# Records shown
::::

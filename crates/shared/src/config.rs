//! 配置管理模块
//!
//! 支持多层配置文件加载与环境变量覆盖，提供类型安全的配置访问。

use std::path::Path;
use std::time::Duration;

use config::{Config, ConfigError, Environment, File};
use serde::Deserialize;

/// Kafka 配置
#[derive(Debug, Clone, Deserialize)]
pub struct KafkaConfig {
    pub brokers: String,
    pub consumer_group: String,
    pub auto_offset_reset: String,
}

impl Default for KafkaConfig {
    fn default() -> Self {
        Self {
            brokers: "localhost:9092".to_string(),
            consumer_group: "order-processor".to_string(),
            auto_offset_reset: "earliest".to_string(),
        }
    }
}

/// 定序器配置
#[derive(Debug, Clone, Deserialize)]
pub struct SequencerConfig {
    /// 每个实体乱序缓冲区的最大事件数，超出即拒绝并冻结实体
    pub buffer_capacity: usize,
    /// 乱序事件等待补洞的超时时间（毫秒），超时后按 gap-timeout 上报
    pub gap_timeout_ms: u64,
}

impl Default for SequencerConfig {
    fn default() -> Self {
        Self {
            buffer_capacity: 64,
            gap_timeout_ms: 30_000,
        }
    }
}

impl SequencerConfig {
    pub fn gap_timeout(&self) -> Duration {
        Duration::from_millis(self.gap_timeout_ms)
    }
}

/// 工作泳道配置
#[derive(Debug, Clone, Deserialize)]
pub struct LaneConfig {
    /// 泳道数量，同一实体按 order_id 哈希稳定落到同一泳道
    pub count: usize,
    /// 每条泳道的入队深度，队满时消费端等待形成背压
    pub queue_depth: usize,
    /// 补洞超时扫描间隔（毫秒）
    pub sweep_interval_ms: u64,
}

impl Default for LaneConfig {
    fn default() -> Self {
        Self {
            count: 8,
            queue_depth: 256,
            sweep_interval_ms: 1_000,
        }
    }
}

/// 重试配置（发布与副作用分发共用）
#[derive(Debug, Clone, Deserialize)]
pub struct RetryConfig {
    pub max_retries: u32,
    pub initial_delay_ms: u64,
    pub max_delay_ms: u64,
    pub multiplier: f64,
}

impl Default for RetryConfig {
    fn default() -> Self {
        Self {
            max_retries: 3,
            initial_delay_ms: 1_000,
            max_delay_ms: 30_000,
            multiplier: 2.0,
        }
    }
}

/// 可观测性配置
#[derive(Debug, Clone, Deserialize)]
pub struct ObservabilityConfig {
    pub log_level: String,
    /// 日志输出格式：json（结构化）或 pretty（人类可读）
    pub log_format: String,
}

impl Default for ObservabilityConfig {
    fn default() -> Self {
        Self {
            log_level: "info".to_string(),
            log_format: "pretty".to_string(),
        }
    }
}

/// 应用配置
#[derive(Debug, Clone, Deserialize, Default)]
#[serde(default)]
pub struct AppConfig {
    pub service_name: String,
    pub environment: String,
    pub kafka: KafkaConfig,
    pub sequencer: SequencerConfig,
    pub lanes: LaneConfig,
    pub retry: RetryConfig,
    pub observability: ObservabilityConfig,
}

impl AppConfig {
    /// 从配置文件和环境变量加载配置
    ///
    /// 加载顺序（后加载的覆盖先加载的同名配置项）：
    /// 1. config/default.toml（默认配置）
    /// 2. config/{environment}.toml（环境特定配置）
    /// 3. 环境变量（ORDER_ 前缀，如 ORDER_KAFKA_BROKERS -> kafka.brokers）
    pub fn load(service_name: &str) -> Result<Self, ConfigError> {
        let env = std::env::var("ORDER_ENV").unwrap_or_else(|_| "development".to_string());
        let config_dir = std::env::var("CONFIG_DIR").unwrap_or_else(|_| "config".to_string());

        let builder = Config::builder()
            .set_default("service_name", service_name)?
            .set_default("environment", env.clone())?
            .add_source(File::from(Path::new(&config_dir).join("default.toml")).required(false))
            .add_source(
                File::from(Path::new(&config_dir).join(format!("{env}.toml"))).required(false),
            )
            .add_source(
                Environment::with_prefix("ORDER")
                    .separator("_")
                    .try_parsing(true),
            );

        builder.build()?.try_deserialize()
    }

    /// 是否为生产环境
    pub fn is_production(&self) -> bool {
        self.environment == "production"
    }
}

#[cfg(test)]
mod tests {
    use super::*;

    #[test]
    fn test_default_config() {
        let config = AppConfig::default();
        assert_eq!(config.kafka.brokers, "localhost:9092");
        assert_eq!(config.sequencer.buffer_capacity, 64);
        assert_eq!(config.lanes.count, 8);
        assert_eq!(config.retry.max_retries, 3);
    }

    #[test]
    fn test_gap_timeout_conversion() {
        let config = SequencerConfig {
            buffer_capacity: 16,
            gap_timeout_ms: 5_000,
        };
        assert_eq!(config.gap_timeout(), Duration::from_secs(5));
    }

    #[test]
    fn test_is_production() {
        let config = AppConfig {
            environment: "production".to_string(),
            ..Default::default()
        };
        assert!(config.is_production());

        let config = AppConfig {
            environment: "development".to_string(),
            ..Default::default()
        };
        assert!(!config.is_production());
    }
}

::::

# Your assignment
From the first line to the last, return the listing exactly.

# Answer for this exercise
filename crates/shared/src/config.rs
//! 配置管理模块
//!
//! 支持多层配置文件加载与环境变量覆盖，提供类型安全的配置访问。

use std::path::Path;
use std::time::Duration;

use config::{Config, ConfigError, Environment, File};
use serde::Deserialize;

/// Kafka 配置
#[derive(Debug, Clone, Deserialize)]
pub struct KafkaConfig {
    pub brokers: String,
    pub consumer_group: String,
    pub auto_offset_reset: String,
}

impl Default for KafkaConfig {
    fn default() -> Self {
        Self {
            brokers: "localhost:9092".to_string(),
            consumer_group: "order-processor".to_string(),
            auto_offset_reset: "earliest".to_string(),
        }
    }
}

/// 定序器配置
#[derive(Debug, Clone, Deserialize)]
pub struct SequencerConfig {
    /// 每个实体乱序缓冲区的最大事件数，超出即拒绝并冻结实体
    pub buffer_capacity: usize,
    /// 乱序事件等待补洞的超时时间（毫秒），超时后按 gap-timeout 上报
    pub gap_timeout_ms: u64,
}

impl Default for SequencerConfig {
    fn default() -> Self {
        Self {
            buffer_capacity: 64,
            gap_timeout_ms: 30_000,
        }
    }
}

impl SequencerConfig {
    pub fn gap_timeout(&self) -> Duration {
        Duration::from_millis(self.gap_timeout_ms)
    }
}

/// 工作泳道配置
#[derive(Debug, Clone, Deserialize)]
pub struct LaneConfig {
    /// 泳道数量，同一实体按 order_id 哈希稳定落到同一泳道
    pub count: usize,
    /// 每条泳道的入队深度，队满时消费端等待形成背压
    pub queue_depth: usize,
    /// 补洞超时扫描间隔（毫秒）
    pub sweep_interval_ms: u64,
}

impl Default for LaneConfig {
    fn default() -> Self {
        Self {
            count: 8,
            queue_depth: 256,
            sweep_interval_ms: 1_000,
        }
    }
}

/// 重试配置（发布与副作用分发共用）
#[derive(Debug, Clone, Deserialize)]
pub struct RetryConfig {
    pub max_retries: u32,
    pub initial_delay_ms: u64,
    pub max_delay_ms: u64,
    pub multiplier: f64,
}

impl Default for RetryConfig {
    fn default() -> Self {
        Self {
            max_retries: 3,
            initial_delay_ms: 1_000,
            max_delay_ms: 30_000,
            multiplier: 2.0,
        }
    }
}

/// 可观测性配置
#[derive(Debug, Clone, Deserialize)]
pub struct ObservabilityConfig {
    pub log_level: String,
    /// 日志输出格式：json（结构化）或 pretty（人类可读）
    pub log_format: String,
}

impl Default for ObservabilityConfig {
    fn default() -> Self {
        Self {
            log_level: "info".to_string(),
            log_format: "pretty".to_string(),
        }
    }
}

/// 应用配置
#[derive(Debug, Clone, Deserialize, Default)]
#[serde(default)]
pub struct AppConfig {
    pub service_name: String,
    pub environment: String,
    pub kafka: KafkaConfig,
    pub sequencer: SequencerConfig,
    pub lanes: LaneConfig,
    pub retry: RetryConfig,
    pub observability: ObservabilityConfig,
}

impl AppConfig {
    /// 从配置文件和环境变量加载配置
    ///
    /// 加载顺序（后加载的覆盖先加载的同名配置项）：
    /// 1. config/default.toml（默认配置）
    /// 2. config/{environment}.toml（环境特定配置）
    /// 3. 环境变量（ORDER_ 前缀，如 ORDER_KAFKA_BROKERS -> kafka.brokers）
    pub fn load(service_name: &str) -> Result<Self, ConfigError> {
        let env = std::env::var("ORDER_ENV").unwrap_or_else(|_| "development".to_string());
        let config_dir = std::env::var("CONFIG_DIR").unwrap_or_else(|_| "config".to_string());

        let builder = Config::builder()
            .set_default("service_name", service_name)?
            .set_default("environment", env.clone())?
            .add_source(File::from(Path::new(&config_dir).join("default.toml")).required(false))
            .add_source(
                File::from(Path::new(&config_dir).join(format!("{env}.toml"))).required(false),
            )
            .add_source(
                Environment::with_prefix("ORDER")
                    .separator("_")
                    .try_parsing(true),
            );

        builder.build()?.try_deserialize()
    }

    /// 是否为生产环境
    pub fn is_production(&self) -> bool {
        self.environment == "production"
    }
}

#[cfg(test)]
mod tests {
    use super::*;

    #[test]
    fn test_default_config() {
        let config = AppConfig::default();
        assert_eq!(config.kafka.brokers, "localhost:9092");
        assert_eq!(config.sequencer.buffer_capacity, 64);
        assert_eq!(config.lanes.count, 8);
        assert_eq!(config.retry.max_retries, 3);
    }

    #[test]
    fn test_gap_timeout_conversion() {
        let config = SequencerConfig {
            buffer_capacity: 16,
            gap_timeout_ms: 5_000,
        };
        assert_eq!(config.gap_timeout(), Duration::from_secs(5));
    }

    #[test]
    fn test_is_production() {
        let config = AppConfig {
            environment: "production".to_string(),
            ..Default::default()
        };
        assert!(config.is_production());

        let config = AppConfig {
            environment: "development".to_string(),
            ..Default::default()
        };
        assert!(!config.is_production());
    }
}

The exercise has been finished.